It’s Cyber Monday, sooo…. what are you wearing?
I would thrive as a castle guard. Leaning on my spear. Leering at wenches. Move along. Hail citizen. Halt. And so on
Do you know where mansplainers get their water from?
Well, actually…
“Don’t do anything you wouldn’t want published” – my mom
Like bro I’m in bed at 10:30pm what do you think I’m doing?!?
If you need a smile today, here’s a wonderful outtake with Robin Williams and Elmo 😂❤️
the only organized thing in my life is crime
[first day in hell]
Me: oh is that a buffet of only gas station food?
Satan: *evil laughter* yes, and it’s all you shall ever eat for the rest of eternit—
Me: *already munching on a gas station taquito*
Me: OMG! Everyone is dead!
Instructor: For the last time, you are late and it’s a yoga class.
It’s all fun and games until you realize you’re the girl at work known as “how is she still employed.”
My 5 year old just hugged me and said, “Thank you for promising to sleep in my bed with me tonight, Mommy” and that’s why you don’t answer any questions before coffee in the morning
I had a teacher in high school who always assumed we’d give the wrong answer.
“What’s hotter, green or red peppers?”
Green
“Nope. Green.”
4k tvs? no thanks i only need one
[my funeral]
PRIEST: we are here for Robert-
*one guy in the back of the room boos*
My son has decided he loves avocado toast and now I have to get a second job.
An ambulance just went down my road. Within seconds I went running outside to see where it stopped. I have become my parents.

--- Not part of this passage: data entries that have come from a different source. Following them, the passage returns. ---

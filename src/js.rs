//! Small conversions between `JsValue` failures and the core's error types.

use overlay::error::HostError;
use wasm_bindgen::{JsCast, JsValue};
use web_sys::{Document, Element};

/// Describe a thrown JS value for logging.
pub fn describe(err: &JsValue) -> String {
    if let Some(error) = err.dyn_ref::<js_sys::Error>() {
        return String::from(error.message());
    }
    err.as_string().unwrap_or_else(|| format!("{err:?}"))
}

pub fn host_error(context: &str, err: &JsValue) -> HostError {
    HostError(format!("{context}: {}", describe(err)))
}

/// First element carrying `class_name`.
pub fn first_by_class(document: &Document, class_name: &str) -> Result<Element, HostError> {
    document
        .get_elements_by_class_name(class_name)
        .item(0)
        .ok_or_else(|| HostError(format!("no .{class_name} element on the page")))
}

/// Cast an element, naming what was expected on failure.
pub fn cast<T: JsCast>(element: Element, expected: &str) -> Result<T, HostError> {
    element
        .dyn_into::<T>()
        .map_err(|el| HostError(format!("expected {expected}, found <{}>", el.tag_name().to_lowercase())))
}
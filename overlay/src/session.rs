//! Per-page playback context.
//!
//! One [`Session`] is built per page load and shared by reference (`Rc`) with
//! the resize coordinator and the frame scheduler. It replaces ambient global
//! state: every component reaches the player, video, overlay and scaler
//! through it.

use std::cell::Cell;
use std::rc::Rc;

use crate::error::{GeometryError, ResizeError};
use crate::geometry::{Geometry, LayoutRegime, NaturalSize, scale_ratio};
use crate::host::{Overlay, PlayerHost, VideoElement};
use crate::scaler::{ResizeOptions, ScalerHandle};

#[cfg(test)]
#[path = "session_test.rs"]
mod session_test;

pub struct Session {
    player: Rc<dyn PlayerHost>,
    video: Rc<dyn VideoElement>,
    overlay: Rc<dyn Overlay>,
    scaler: ScalerHandle,
    natural: Cell<Option<NaturalSize>>,
    regime: Cell<LayoutRegime>,
    geometry: Cell<Option<Geometry>>,
}

impl Session {
    #[must_use]
    pub fn new(
        player: Rc<dyn PlayerHost>,
        video: Rc<dyn VideoElement>,
        overlay: Rc<dyn Overlay>,
        scaler: ScalerHandle,
    ) -> Self {
        let regime = LayoutRegime::from_fullscreen(player.fullscreen_active());
        Self {
            player,
            video,
            overlay,
            scaler,
            natural: Cell::new(None),
            regime: Cell::new(regime),
            geometry: Cell::new(None),
        }
    }

    // --- Capabilities ---

    #[must_use]
    pub fn player(&self) -> &dyn PlayerHost {
        self.player.as_ref()
    }

    #[must_use]
    pub fn video(&self) -> &Rc<dyn VideoElement> {
        &self.video
    }

    #[must_use]
    pub fn overlay(&self) -> &dyn Overlay {
        self.overlay.as_ref()
    }

    #[must_use]
    pub fn scaler(&self) -> &ScalerHandle {
        &self.scaler
    }

    // --- Playback state ---

    #[must_use]
    pub fn paused(&self) -> bool {
        self.player.paused()
    }

    /// Read the video's natural size. Only the first call reads the host;
    /// the size stays fixed for the rest of the session.
    pub fn capture_natural_size(&self) -> NaturalSize {
        if let Some(natural) = self.natural.get() {
            return natural;
        }
        let natural = self.video.natural_size();
        self.natural.set(Some(natural));
        natural
    }

    /// # Errors
    ///
    /// Returns [`GeometryError::NotInitialized`] before the first capture.
    pub fn natural_size(&self) -> Result<NaturalSize, GeometryError> {
        self.natural.get().ok_or(GeometryError::NotInitialized)
    }

    // --- Layout ---

    #[must_use]
    pub fn regime(&self) -> LayoutRegime {
        self.regime.get()
    }

    pub fn set_regime(&self, regime: LayoutRegime) {
        self.regime.set(regime);
    }

    /// The most recent full geometry recompute.
    #[must_use]
    pub fn geometry(&self) -> Option<Geometry> {
        self.geometry.get()
    }

    pub fn replace_geometry(&self, geometry: Geometry) {
        self.geometry.set(Some(geometry));
    }

    /// Scale ratio from a fresh read of the player box for the active regime.
    ///
    /// # Errors
    ///
    /// Returns [`GeometryError`] when the natural size is unknown or either
    /// height is unusable.
    pub fn current_ratio(&self) -> Result<f64, GeometryError> {
        let natural = self.natural_size()?;
        let player = self.player.player_box(self.regime.get());
        scale_ratio(player.height, natural.height)
    }

    /// Render one frame at the current ratio.
    ///
    /// # Errors
    ///
    /// Returns [`ResizeError::Geometry`] when no valid ratio exists (nothing
    /// is rendered) and [`ResizeError::Scaler`] when the scaler fails.
    pub fn render_frame(&self) -> Result<(), ResizeError> {
        let ratio = self.current_ratio()?;
        self.scaler.resize(ratio, &ResizeOptions::default())?;
        Ok(())
    }
}
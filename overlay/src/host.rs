//! Capability traits for everything the core reads from or writes to the page.
//!
//! The host is single-threaded: handlers registered here run on the page's
//! event loop, never concurrently with each other or with a scheduler tick.

use crate::error::HostError;
use crate::geometry::{BoxSize, LayoutRegime, NaturalSize};

/// Repeating event handler.
pub type Handler = Box<dyn FnMut()>;

/// Handler that runs at most once.
pub type OnceHandler = Box<dyn FnOnce()>;

/// Notifications emitted by the host player.
#[derive(Debug, Clone, Copy, PartialEq, Eq)]
pub enum PlayerEvent {
    EnterFullscreen,
    ExitFullscreen,
}

/// Notifications emitted by the video element.
#[derive(Debug, Clone, Copy, PartialEq, Eq)]
pub enum VideoEvent {
    /// Playback started or resumed.
    Playing,
}

/// The host video player.
pub trait PlayerHost {
    /// Current displayed box of the player for the given regime.
    ///
    /// Must be a fresh read on every call. An implementation may return the
    /// same element's box for both regimes when the player stretches that
    /// element over the screen in fullscreen.
    fn player_box(&self, regime: LayoutRegime) -> BoxSize;

    /// Whether the player currently reports fullscreen.
    fn fullscreen_active(&self) -> bool;

    /// Whether playback is paused.
    fn paused(&self) -> bool;

    /// Register a handler for a player notification for the rest of the page lifetime.
    ///
    /// # Errors
    ///
    /// Returns [`HostError`] if the player refuses the subscription.
    fn on(&self, event: PlayerEvent, handler: Handler) -> Result<(), HostError>;
}

/// The live video element inside the player.
pub trait VideoElement {
    /// Current source location, if any.
    fn source(&self) -> Option<String>;

    /// Replace the source location.
    ///
    /// # Errors
    ///
    /// Returns [`HostError`] if the element rejects the assignment.
    fn set_source(&self, url: &str) -> Result<(), HostError>;

    /// Intrinsic pixel size of the currently loaded media.
    fn natural_size(&self) -> NaturalSize;

    /// Register a handler that runs on the next `event` and is then removed.
    ///
    /// # Errors
    ///
    /// Returns [`HostError`] if the element refuses the subscription.
    fn subscribe_once(&self, event: VideoEvent, handler: OnceHandler) -> Result<(), HostError>;

    /// Register a handler that runs on every `event`.
    ///
    /// # Errors
    ///
    /// Returns [`HostError`] if the element refuses the subscription.
    fn subscribe(&self, event: VideoEvent, handler: Handler) -> Result<(), HostError>;
}

/// The overlay container stacked on top of the player.
pub trait Overlay {
    /// Pixel width of the render surface, as last set by the scaler.
    fn surface_pixel_width(&self) -> u32;

    /// Size the outer wrapper to the player box.
    ///
    /// # Errors
    ///
    /// Returns [`HostError`] if the style cannot be written.
    fn set_outer_box(&self, player: BoxSize) -> Result<(), HostError>;

    /// Set the centered container width relative to the player.
    ///
    /// # Errors
    ///
    /// Returns [`HostError`] if the style cannot be written.
    fn set_width_percent(&self, percent: u32) -> Result<(), HostError>;
}

/// Scheduling primitives offered by the page.
pub trait FrameTiming {
    /// Whether the host can call back on each displayed video frame.
    fn supports_video_frame_callback(&self) -> bool;

    /// Run `callback` once, when the next video frame is displayed.
    ///
    /// # Errors
    ///
    /// Returns [`HostError`] if the registration is refused.
    fn request_video_frame(&self, callback: OnceHandler) -> Result<(), HostError>;

    /// Run `callback` once after `delay_ms` milliseconds.
    ///
    /// # Errors
    ///
    /// Returns [`HostError`] if the timer cannot be armed.
    fn set_timeout(&self, delay_ms: f64, callback: OnceHandler) -> Result<(), HostError>;
}
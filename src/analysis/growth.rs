//! Growth Rate Module
//! Year-by-category pivot with period-over-period percent change.

use serde::Serialize;
use std::collections::BTreeMap;

use super::aggregate::YearPoint;

/// One pivoted year: per-category hours (missing combinations filled with
/// 0), the row total, and percent change against the previous year.
/// Growth is `None` for the first year (no prior period) and when the
/// previous value is 0 (no baseline).
#[derive(Debug, Clone, Serialize)]
pub struct GrowthRow {
    pub year: i32,
    pub hours: Vec<f64>,
    pub total: f64,
    pub growth_pct: Vec<Option<f64>>,
    pub total_growth_pct: Option<f64>,
}

/// Wide Year x category table with growth rates, built from the
/// year-series aggregation.
#[derive(Debug, Clone, Serialize)]
pub struct GrowthTable {
    pub categories: Vec<String>,
    pub rows: Vec<GrowthRow>,
}

fn pct_change(prev: f64, curr: f64) -> Option<f64> {
    (prev != 0.0).then(|| (curr - prev) / prev * 100.0)
}

impl GrowthTable {
    pub fn from_year_series(points: &[YearPoint]) -> Self {
        let mut categories: Vec<String> = Vec::new();
        let mut cells: BTreeMap<i32, BTreeMap<String, f64>> = BTreeMap::new();

        for point in points {
            if !categories.contains(&point.category) {
                categories.push(point.category.clone());
            }
            *cells
                .entry(point.year)
                .or_default()
                .entry(point.category.clone())
                .or_default() += point.hours;
        }
        categories.sort();

        let mut rows: Vec<GrowthRow> = Vec::with_capacity(cells.len());
        for (year, by_category) in cells {
            let hours: Vec<f64> = categories
                .iter()
                .map(|c| by_category.get(c).copied().unwrap_or(0.0))
                .collect();
            let total: f64 = hours.iter().sum();

            let (growth_pct, total_growth_pct) = match rows.last() {
                Some(prev) => (
                    prev.hours
                        .iter()
                        .zip(&hours)
                        .map(|(&p, &c)| pct_change(p, c))
                        .collect(),
                    pct_change(prev.total, total),
                ),
                None => (vec![None; categories.len()], None),
            };

            rows.push(GrowthRow {
                year,
                hours,
                total,
                growth_pct,
                total_growth_pct,
            });
        }

        GrowthTable { categories, rows }
    }
}
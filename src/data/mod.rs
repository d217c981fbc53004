//! Data module - CSV loading and cleaning

mod cleaner;
mod loader;

pub use cleaner::{CleanReport, DataCleaner};
pub use loader::DataLoader;

/// Column names of the viewership CSV schema.
pub const COL_TITLE: &str = "Title";
pub const COL_HOURS: &str = "Hours_Viewed";
pub const COL_CONTENT_TYPE: &str = "Content_Type";
pub const COL_LANGUAGE: &str = "Language_Indicator";
pub const COL_RELEASE_DATE: &str = "Release_Date";

/// Columns the pipeline cannot run without.
pub const REQUIRED_COLUMNS: [&str; 5] = [
    COL_TITLE,
    COL_HOURS,
    COL_CONTENT_TYPE,
    COL_LANGUAGE,
    COL_RELEASE_DATE,
];
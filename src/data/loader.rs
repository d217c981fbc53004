//! CSV Data Loader Module
//! Handles CSV file loading and schema validation using Polars.

use polars::prelude::*;
use std::path::Path;
use thiserror::Error;

use super::REQUIRED_COLUMNS;

#[derive(Error, Debug)]
pub enum LoaderError {
    #[error("Failed to load CSV: {0}")]
    CsvError(#[from] PolarsError),
    #[error("Missing required column '{0}'")]
    MissingColumn(String),
    #[error("No data loaded")]
    NoData,
}

/// Handles CSV file loading with Polars.
pub struct DataLoader;

impl DataLoader {
    /// Load the viewership CSV and validate that the expected columns exist.
    ///
    /// A missing or malformed file is fatal; there is no recovery path.
    pub fn load(file_path: &Path) -> Result<DataFrame, LoaderError> {
        // Use lazy evaluation for memory efficiency, then collect
        let df = LazyCsvReader::new(file_path)
            .with_infer_schema_length(Some(10000))
            .finish()?
            .collect()?;

        if df.height() == 0 {
            return Err(LoaderError::NoData);
        }

        Self::validate_schema(&df)?;
        Ok(df)
    }

    /// Check that every column the pipeline reads is present.
    fn validate_schema(df: &DataFrame) -> Result<(), LoaderError> {
        let columns: Vec<String> = df
            .get_column_names()
            .iter()
            .map(|s| s.to_string())
            .collect();

        for required in REQUIRED_COLUMNS {
            if !columns.iter().any(|c| c == required) {
                return Err(LoaderError::MissingColumn(required.to_string()));
            }
        }
        Ok(())
    }
}

#[cfg(test)]
mod tests {
    use super::*;
    use std::io::Write;

    #[test]
    fn load_reports_missing_file() {
        let result = DataLoader::load(Path::new("does/not/exist.csv"));
        assert!(matches!(result, Err(LoaderError::CsvError(_))));
    }

    #[test]
    fn load_rejects_missing_columns() {
        let dir = tempfile::tempdir().unwrap();
        let path = dir.path().join("partial.csv");
        let mut file = std::fs::File::create(&path).unwrap();
        writeln!(file, "Title,Hours_Viewed").unwrap();
        writeln!(file, "A,100").unwrap();

        let result = DataLoader::load(&path);
        assert!(matches!(result, Err(LoaderError::MissingColumn(_))));
    }

    #[test]
    fn load_accepts_full_schema() {
        let dir = tempfile::tempdir().unwrap();
        let path = dir.path().join("full.csv");
        let mut file = std::fs::File::create(&path).unwrap();
        writeln!(
            file,
            "Title,Hours_Viewed,Content_Type,Language_Indicator,Release_Date"
        )
        .unwrap();
        writeln!(file, "A,\"2,500\",Movie,English,01-01-2020").unwrap();
        writeln!(file, "B,500,Show,Korean,05-06-2021").unwrap();

        let df = DataLoader::load(&path).unwrap();
        assert_eq!(df.height(), 2);
    }
}
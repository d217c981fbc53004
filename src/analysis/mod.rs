//! Analysis module - calendar derivation, aggregation and growth rates

mod aggregate;
mod calendar;
mod growth;

pub use aggregate::{format_hours_label, group_sum, year_series, AggRow, AggregateError, YearPoint};
pub use calendar::{
    day_display, month_display, season_for_month, with_calendar_columns, CalendarError,
    COL_DAY_OF_WEEK, COL_MONTH, COL_SEASON, COL_YEAR,
};
pub use growth::{GrowthRow, GrowthTable};
//! Timestamps at the precision the ledger store persists.

use chrono::{DateTime, DurationRound, TimeDelta, Utc};

/// Current time truncated to microseconds.
///
/// Postgres `timestamptz` keeps microseconds; truncating at the source keeps
/// in-memory and persisted values (and therefore cursors) identical.
pub fn now() -> DateTime<Utc> {
    truncate(Utc::now())
}

/// Truncate a timestamp to store precision.
pub fn truncate(t: DateTime<Utc>) -> DateTime<Utc> {
    t.duration_trunc(TimeDelta::microseconds(1)).unwrap_or(t)
}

Chicks love guys with tattoos cuz it means they’re willing to commit to something stupid for the rest of their lives…
me: *yelling at a crazy driver who’s speeding and weaving in and out of traffic*
9yo: be nice daddy maybe he has to poop real bad
My wife is terrified of thunderstorms. The banging outside the window is horrendous, but if we let her in she’ll just get the dog all wet.
The human body is 90% water, so we’re basically just cucumbers with anxiety.
“It’s been months since I got laid.”
– Baby chickens
I would like to see “artificial intelligence” assemble this tuna melt.
SCHOOLS:
We’ve scheduled Back to School Night so you’ll have just enough time to pick your kid up, get home, then have to turn right back around again.
I refuse to believe Marchioness of Cholmondeley is a legitimate title, and not just what would happen if I drank 5 glasses of wine and then tried to say Matthew Mcconaughey.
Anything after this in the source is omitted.